Morbid Sanctuary

by Linda Field, CCWF
A friend once uttered the words “battered no more.” While it had a nice ring, I could not help but wonder how true that statement was.
She, like me, was imprisoned for stopping the battering, the abuse. Neither of us stopped it the right way. We simply could not tolerate any more pain. As a result we are both doing “life” sentences, close to the life sentences we were already serving. The only difference were our children. They are safe, but our abuses changed.
Often, I hear the words “I love you” screamed in tune with the punches an angry fist is delivering. More often, it is the subtle mind games being played. “If you love me, you will…”
I no longer have a husband to cater to. After ten years, I am finally in a room where I can take a deep breath, sigh my relief and relax, knowing I’m safe.

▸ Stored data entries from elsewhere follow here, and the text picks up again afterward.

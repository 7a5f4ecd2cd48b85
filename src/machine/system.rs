//! Attribute source backed by the running OS.

use crate::errors::LicenseError;
use crate::machine::fingerprint::{
    select_mac_address, AttributeSource, MachineAttributes, UNKNOWN_CPU, UNKNOWN_USER,
};
use std::env;
use sysinfo::{CpuRefreshKind, Networks, RefreshKind, System};
use tracing::debug;

/// Reads CPU, hostname, user and network attributes from the host.
#[derive(Debug, Clone, Copy, Default)]
pub struct SystemAttributes;

impl AttributeSource for SystemAttributes {
    fn collect(&self) -> Result<MachineAttributes, LicenseError> {
        Ok(MachineAttributes {
            cpu_model: cpu_model(),
            hostname: host_name()?,
            user_name: user_name(),
            mac_address: mac_address(),
        })
    }
}

fn cpu_model() -> String {
    let system =
        System::new_with_specifics(RefreshKind::nothing().with_cpu(CpuRefreshKind::nothing()));
    system
        .cpus()
        .first()
        .map(|cpu| cpu.brand().trim().to_string())
        .filter(|brand| !brand.is_empty())
        .unwrap_or_else(|| {
            debug!("no CPU brand reported");
            UNKNOWN_CPU.to_string()
        })
}

fn host_name() -> Result<String, LicenseError> {
    hostname::get()
        .map_err(|e| LicenseError::MachineIdentity(format!("Failed to read hostname: {}", e)))?
        .into_string()
        .map_err(|_| LicenseError::MachineIdentity("Hostname is not valid UTF-8".to_string()))
}

fn user_name() -> String {
    env::var("USER")
        .or_else(|_| env::var("USERNAME"))
        .or_else(|_| env::var("LOGNAME"))
        .ok()
        .filter(|name| !name.is_empty())
        .unwrap_or_else(|| UNKNOWN_USER.to_string())
}

fn mac_address() -> String {
    let networks = Networks::new_with_refreshed_list();
    select_mac_address(
        networks
            .list()
            .iter()
            .map(|(name, data)| (name.clone(), data.mac_address().to_string())),
    )
}
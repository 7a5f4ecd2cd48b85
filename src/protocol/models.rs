//! License payload structs.

use chrono::{DateTime, NaiveDate, NaiveDateTime, SecondsFormat, Utc};
use serde::{Deserialize, Serialize};

/// License type assumed when the payload omits `type`.
pub const DEFAULT_LICENSE_TYPE: &str = "standard";

/// Licensee assumed when the payload omits `issuedTo`.
pub const DEFAULT_ISSUED_TO: &str = "Unknown";

/// Payload as it appears inside the token, before required-field checks.
#[derive(Debug, Clone, Default, Serialize, Deserialize)]
#[serde(rename_all = "camelCase")]
pub struct WirePayload {
    /// Bound machine fingerprint.
    #[serde(default, skip_serializing_if = "Option::is_none")]
    pub machine_id: Option<String>,
    /// Expiry, ISO-8601.
    #[serde(default, skip_serializing_if = "Option::is_none")]
    pub expires_at: Option<String>,
    /// License type.
    #[serde(rename = "type", default, skip_serializing_if = "Option::is_none")]
    pub license_type: Option<String>,
    /// Licensee name.
    #[serde(default, skip_serializing_if = "Option::is_none")]
    pub issued_to: Option<String>,
    /// Issuance time, ISO-8601.
    #[serde(default, skip_serializing_if = "Option::is_none")]
    pub issued_at: Option<String>,
}

/// Decoded license payload.
#[derive(Debug, Clone, PartialEq, Eq, Serialize, Deserialize)]
#[serde(rename_all = "camelCase")]
pub struct LicensePayload {
    /// Fingerprint of the machine this license is bound to.
    pub machine_id: String,

    /// End of the active period.
    pub expires_at: DateTime<Utc>,

    /// License type (e.g. "standard").
    #[serde(rename = "type")]
    pub license_type: String,

    /// Licensee name.
    pub issued_to: String,

    /// Issuance time, if the issuer recorded one.
    pub issued_at: Option<DateTime<Utc>>,
}

impl LicensePayload {
    /// Wire form with timestamps in ISO-8601 millisecond precision.
    pub fn to_wire(&self) -> WirePayload {
        WirePayload {
            machine_id: Some(self.machine_id.clone()),
            expires_at: Some(format_timestamp(&self.expires_at)),
            license_type: Some(self.license_type.clone()),
            issued_to: Some(self.issued_to.clone()),
            issued_at: self.issued_at.as_ref().map(format_timestamp),
        }
    }
}

/// Format a timestamp the way the issuer writes them: `2020-01-01T00:00:00.000Z`.
pub fn format_timestamp(ts: &DateTime<Utc>) -> String {
    ts.to_rfc3339_opts(SecondsFormat::Millis, true)
}

/// Parse an ISO-8601 date-time.
///
/// Accepts RFC 3339 with any offset, a naive date-time (taken as UTC),
/// or a bare date (midnight UTC).
pub fn parse_timestamp(s: &str) -> Option<DateTime<Utc>> {
    let s = s.trim();
    if let Ok(dt) = DateTime::parse_from_rfc3339(s) {
        return Some(dt.with_timezone(&Utc));
    }
    if let Ok(naive) = NaiveDateTime::parse_from_str(s, "%Y-%m-%dT%H:%M:%S%.f") {
        return Some(naive.and_utc());
    }
    NaiveDate::parse_from_str(s, "%Y-%m-%d")
        .ok()
        .and_then(|d| d.and_hms_opt(0, 0, 0))
        .map(|naive| naive.and_utc())
}

#[cfg(test)]
mod tests {
    use super::*;
    use chrono::TimeZone;

    #[test]
    fn test_parse_rfc3339_zulu() {
        let ts = parse_timestamp("2020-01-01T00:00:00Z").unwrap();
        assert_eq!(ts, Utc.with_ymd_and_hms(2020, 1, 1, 0, 0, 0).unwrap());
    }

    #[test]
    fn test_parse_rfc3339_millis_and_offset() {
        let ts = parse_timestamp("2025-06-30T23:59:59.000+03:00").unwrap();
        assert_eq!(ts, Utc.with_ymd_and_hms(2025, 6, 30, 20, 59, 59).unwrap());
    }

    #[test]
    fn test_parse_naive_and_date_only() {
        let midnight = Utc.with_ymd_and_hms(2025, 12, 31, 0, 0, 0).unwrap();
        assert_eq!(parse_timestamp("2025-12-31T00:00:00"), Some(midnight));
        assert_eq!(parse_timestamp("2025-12-31"), Some(midnight));
    }

    #[test]
    fn test_parse_invalid() {
        assert_eq!(parse_timestamp("next tuesday"), None);
        assert_eq!(parse_timestamp(""), None);
    }

    #[test]
    fn test_format_timestamp() {
        let ts = Utc.with_ymd_and_hms(2019, 1, 1, 0, 0, 0).unwrap();
        assert_eq!(format_timestamp(&ts), "2019-01-01T00:00:00.000Z");
    }

    #[test]
    fn test_wire_payload_field_names() {
        let payload = LicensePayload {
            machine_id: "AAAA-AAAA-AAAA-AAAA".to_string(),
            expires_at: Utc.with_ymd_and_hms(2020, 1, 1, 0, 0, 0).unwrap(),
            license_type: "standard".to_string(),
            issued_to: "Acme".to_string(),
            issued_at: None,
        };
        let json = serde_json::to_value(payload.to_wire()).unwrap();
        assert_eq!(json["machineId"], "AAAA-AAAA-AAAA-AAAA");
        assert_eq!(json["expiresAt"], "2020-01-01T00:00:00.000Z");
        assert_eq!(json["type"], "standard");
        assert_eq!(json["issuedTo"], "Acme");
        assert!(json.get("issuedAt").is_none());
    }
}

I ended my marriage needing a sanctuary, someplace, someone safe and warm. What I got is a morbid sanctuary, bombarded with hate and fear. I feel like I’m playing in a mine field, never knowing when one wrong step, or word, will take me into harm’s way. Will the correctional officer treat me as a human being, or use me as a verbal punching bag? Will I be made to beg for a roll of toilet paper, or ignored as if I don’t exist when requesting passage into my room? Will I panic at a man’s raised voice, a man simply acting the part of a husband in a play? Will the respect I give be returned?
I am safe from one man, but his painful abuse is still living. However, he can no longer deny me friends. He cannot alienate me from the world. I have learned.
I have learned the importance of family and friends. I have found friends within my own self-imprisonment. Some friendships die fleeting, while others, like Judith and Jackie Lie, are long enduring. With them, I can share my deepest fears without the threat of retaliation. I can share the pain of my separation from my children and granddaughter. I can cry and be comforted. Such friendships are few and treasured.
Someday, I shall emerge from this prison’s cocoon. I pray that I will leave the battery behind and will be able to say “Yes, Charisse, my friend, finally I am battered no more.”